« OMBRES », un voyage au centre de l’auteure

Ombres de la Compagnie Crapaud Buffle

Forte de son expérience de manipulatrice dans divers spectacles de marionnettes, Karen Ramage s’attaque, avec Ombres, à sa première mise en scène. Le choix de la forme est d’autant plus pertinent qu’il mêle l’esthétique traditionnelle des ombres chinoises à d’autres formes de projection pour raconter l’histoire d’une enfant à la culture toute aussi hybride : d’un père cambodgien, qui apparaît surtout par son absence, et d’une mère française, engagée dans un communisme maoïste des années 70, Clara évolue comme une ombre discrète parmi les fantômes qu’on voudrait lui cacher.

À l’avant-scène, Karen Ramage alterne entre incarner et raconter cette enfant qui saisit par fragments la réalité que sa famille s’obstine à ne pas lui expliquer. À la fois astigmate et hypermétrope, Clara agit comme un symbole de l’esthétique de l’ombre projetée, où la distance à la lumière induit une certaine netteté, mais également du thème de la recherche du père, où l’on tente de se rapprocher de l’objet de sa quête tout en conservant une certaine distance critique. Clara nous raconte ainsi son enfance privée d’un père dont sa famille ne voulait pas, et son aventure à l’aube de l’âge adulte pour le retrouver, et retrouver ses origines.
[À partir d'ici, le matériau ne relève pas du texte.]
//! Natural-language date and hour resolution.
//!
//! Free-form date and hour text is resolved against the request's invocation
//! instant. Explicit formats are tried before the natural-language parser,
//! and any failure falls back silently to the anchor. Results are truncated
//! to hour granularity for forecast lookups.

use chrono::{DateTime, NaiveDate, NaiveDateTime, NaiveTime, Timelike, Utc};
use interim::{parse_date_string, Dialect};
use once_cell::sync::Lazy;
use regex::Regex;

/// "<number>h" hour shorthand, optionally preceded by a language-specific
/// preposition ("à 14h", "at 9h", "um 14h", "a las 9h").
static HOUR_SHORTHAND: Lazy<Regex> = Lazy::new(|| {
    Regex::new(r"(?i)^\s*(?:à|at|um|a las|a)?\s*(\d{1,2})\s*h\b").expect("valid regex")
});

/// Relative-word lexicon for the supported language hints. The natural
/// language parser is English-dialect, so localized relative words are
/// rewritten before parsing.
fn translate_relative_words(text: &str, lang: &str) -> String {
    let table: &[(&str, &str)] = match lang {
        "fr" => &[
            ("aujourd'hui", "today"),
            ("demain", "tomorrow"),
            ("hier", "yesterday"),
            ("maintenant", "now"),
            ("dans", "in"),
            ("heures", "hours"),
            ("heure", "hour"),
            ("jours", "days"),
            ("jour", "day"),
        ],
        "de" => &[
            ("heute", "today"),
            ("morgen", "tomorrow"),
            ("gestern", "yesterday"),
            ("jetzt", "now"),
            ("stunden", "hours"),
            ("stunde", "hour"),
            ("tagen", "days"),
            ("tag", "day"),
        ],
        "es" => &[
            ("hoy", "today"),
            ("mañana", "tomorrow"),
            ("ayer", "yesterday"),
            ("ahora", "now"),
            ("en", "in"),
            ("horas", "hours"),
            ("hora", "hour"),
            ("días", "days"),
            ("día", "day"),
        ],
        _ => &[],
    };
    if table.is_empty() {
        return text.to_string();
    }
    text.to_lowercase()
        .split_whitespace()
        .map(|word| {
            table
                .iter()
                .find(|(from, _)| *from == word)
                .map(|(_, to)| *to)
                .unwrap_or(word)
        })
        .collect::<Vec<_>>()
        .join(" ")
}

fn dialect_for(lang: &str) -> Dialect {
    let lang = lang.to_lowercase();
    if lang == "us" || lang.starts_with("en-us") {
        Dialect::Us
    } else {
        Dialect::Uk
    }
}

/// Normalize hour text: "<number>h" shorthand becomes "HH:00", anything else
/// passes through trimmed. Empty input yields `None`.
pub fn normalize_hour_text(hour: &str) -> Option<String> {
    let trimmed = hour.trim();
    if trimmed.is_empty() {
        return None;
    }
    if let Some(caps) = HOUR_SHORTHAND.captures(trimmed) {
        if let Ok(hour) = caps[1].parse::<u32>() {
            if hour < 24 {
                return Some(format!("{:02}:00", hour));
            }
        }
    }
    Some(trimmed.to_string())
}

/// Parse "HH:MM"-shaped (or bare "HHMM") clock text.
pub fn parse_clock_time(text: &str) -> Option<NaiveTime> {
    let trimmed = text.trim();
    if let Ok(time) = NaiveTime::parse_from_str(trimmed, "%H:%M") {
        return Some(time);
    }
    if let Ok(time) = NaiveTime::parse_from_str(trimmed, "%H:%M:%S") {
        return Some(time);
    }
    // Bare digit strings: "1400", "930"
    if (3..=4).contains(&trimmed.len()) && trimmed.chars().all(|c| c.is_ascii_digit()) {
        let padded = format!("{:0>4}", trimmed);
        let hour: u32 = padded[..2].parse().ok()?;
        let minute: u32 = padded[2..].parse().ok()?;
        return NaiveTime::from_hms_opt(hour, minute, 0);
    }
    None
}

fn explicit_date(text: &str) -> Option<NaiveDate> {
    for format in ["%Y-%m-%d", "%d/%m/%Y", "%d-%m-%Y", "%d.%m.%Y"] {
        if let Ok(date) = NaiveDate::parse_from_str(text, format) {
            return Some(date);
        }
    }
    None
}

fn explicit_datetime(text: &str) -> Option<NaiveDateTime> {
    for format in ["%Y-%m-%d %H:%M", "%Y-%m-%dT%H:%M", "%d/%m/%Y %H:%M"] {
        if let Ok(datetime) = NaiveDateTime::parse_from_str(text, format) {
            return Some(datetime);
        }
    }
    None
}

/// Resolve free-form date text to a concrete instant, `None` when nothing
/// parses. No anchor fallback here; callers decide what absence means.
pub fn resolve_date(text: &str, lang: &str, anchor: DateTime<Utc>) -> Option<DateTime<Utc>> {
    let trimmed = text.trim();
    if trimmed.is_empty() {
        return None;
    }
    if let Some(date) = explicit_date(trimmed) {
        return Some(date.and_hms_opt(0, 0, 0)?.and_utc());
    }
    if let Some(datetime) = explicit_datetime(trimmed) {
        return Some(datetime.and_utc());
    }
    let translated = translate_relative_words(trimmed, lang);
    parse_date_string(&translated, anchor, dialect_for(lang)).ok()
}

/// Resolve free-form date and hour text against the invocation anchor.
///
/// The hour text is normalized first; a clock-shaped hour overrides the hour
/// of whatever date resolves. Unparseable input falls back silently to the
/// anchor. The result is truncated to the hour.
pub fn resolve_datetime(
    date: Option<&str>,
    hour: Option<&str>,
    lang: &str,
    anchor: DateTime<Utc>,
) -> DateTime<Utc> {
    let normalized_hour = hour.and_then(normalize_hour_text);
    let clock = normalized_hour.as_deref().and_then(parse_clock_time);
    let date_text = date.map(str::trim).filter(|s| !s.is_empty());

    let resolved_date = match (date_text, normalized_hour.as_deref()) {
        (Some(d), Some(h)) if clock.is_none() => {
            // Hour text was not clock-shaped; let the parser see both.
            resolve_date(&format!("{} {}", d, h), lang, anchor).unwrap_or(anchor)
        }
        (Some(d), _) => resolve_date(d, lang, anchor).unwrap_or(anchor),
        (None, Some(h)) if clock.is_none() => resolve_date(h, lang, anchor).unwrap_or(anchor),
        (None, _) => anchor,
    };

    let resolved = match clock {
        Some(time) => resolved_date.date_naive().and_time(time).and_utc(),
        None => resolved_date,
    };
    truncate_to_hour(resolved)
}

/// Resolve free-form hour text to an "HHMM" key for hour-keyed upstream
/// records. Falls back to zero-padding the raw digits.
pub fn resolve_hour_key(hour: &str, lang: &str, anchor: DateTime<Utc>) -> String {
    let normalized = normalize_hour_text(hour).unwrap_or_default();
    if let Some(time) = parse_clock_time(&normalized) {
        return format!("{:02}00", time.hour());
    }
    let translated = translate_relative_words(&normalized, lang);
    if let Ok(parsed) = parse_date_string(&translated, anchor, dialect_for(lang)) {
        return format!("{:02}00", parsed.hour());
    }
    format!("{:0>4}", normalized.replace(':', ""))
}

/// Hour-granularity timestamp key used for forecast lookups.
pub fn target_hour_string(instant: DateTime<Utc>) -> String {
    instant.format("%Y-%m-%dT%H:00").to_string()
}

fn truncate_to_hour(instant: DateTime<Utc>) -> DateTime<Utc> {
    instant
        .with_minute(0)
        .and_then(|d| d.with_second(0))
        .and_then(|d| d.with_nanosecond(0))
        .unwrap_or(instant)
}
Toutefois, si cette idée de départ séduit par la grande cohérence entre thème et esthétique, le spectacle surprend d’abord par la faible présence de ces ombres qui lui donne pourtant son nom. Les quelques scènes qui y ont recours creusent finalement peu dans les potentialités qu’offre la forme ; à la place, la mise en scène se livre à diverses idées d’illustration du récit qui, si elles ne sont pas toutes inintéressantes, ne vont pas très loin non plus dans le champ qu’elles explorent et finissent par nuire à la cohérence du tout.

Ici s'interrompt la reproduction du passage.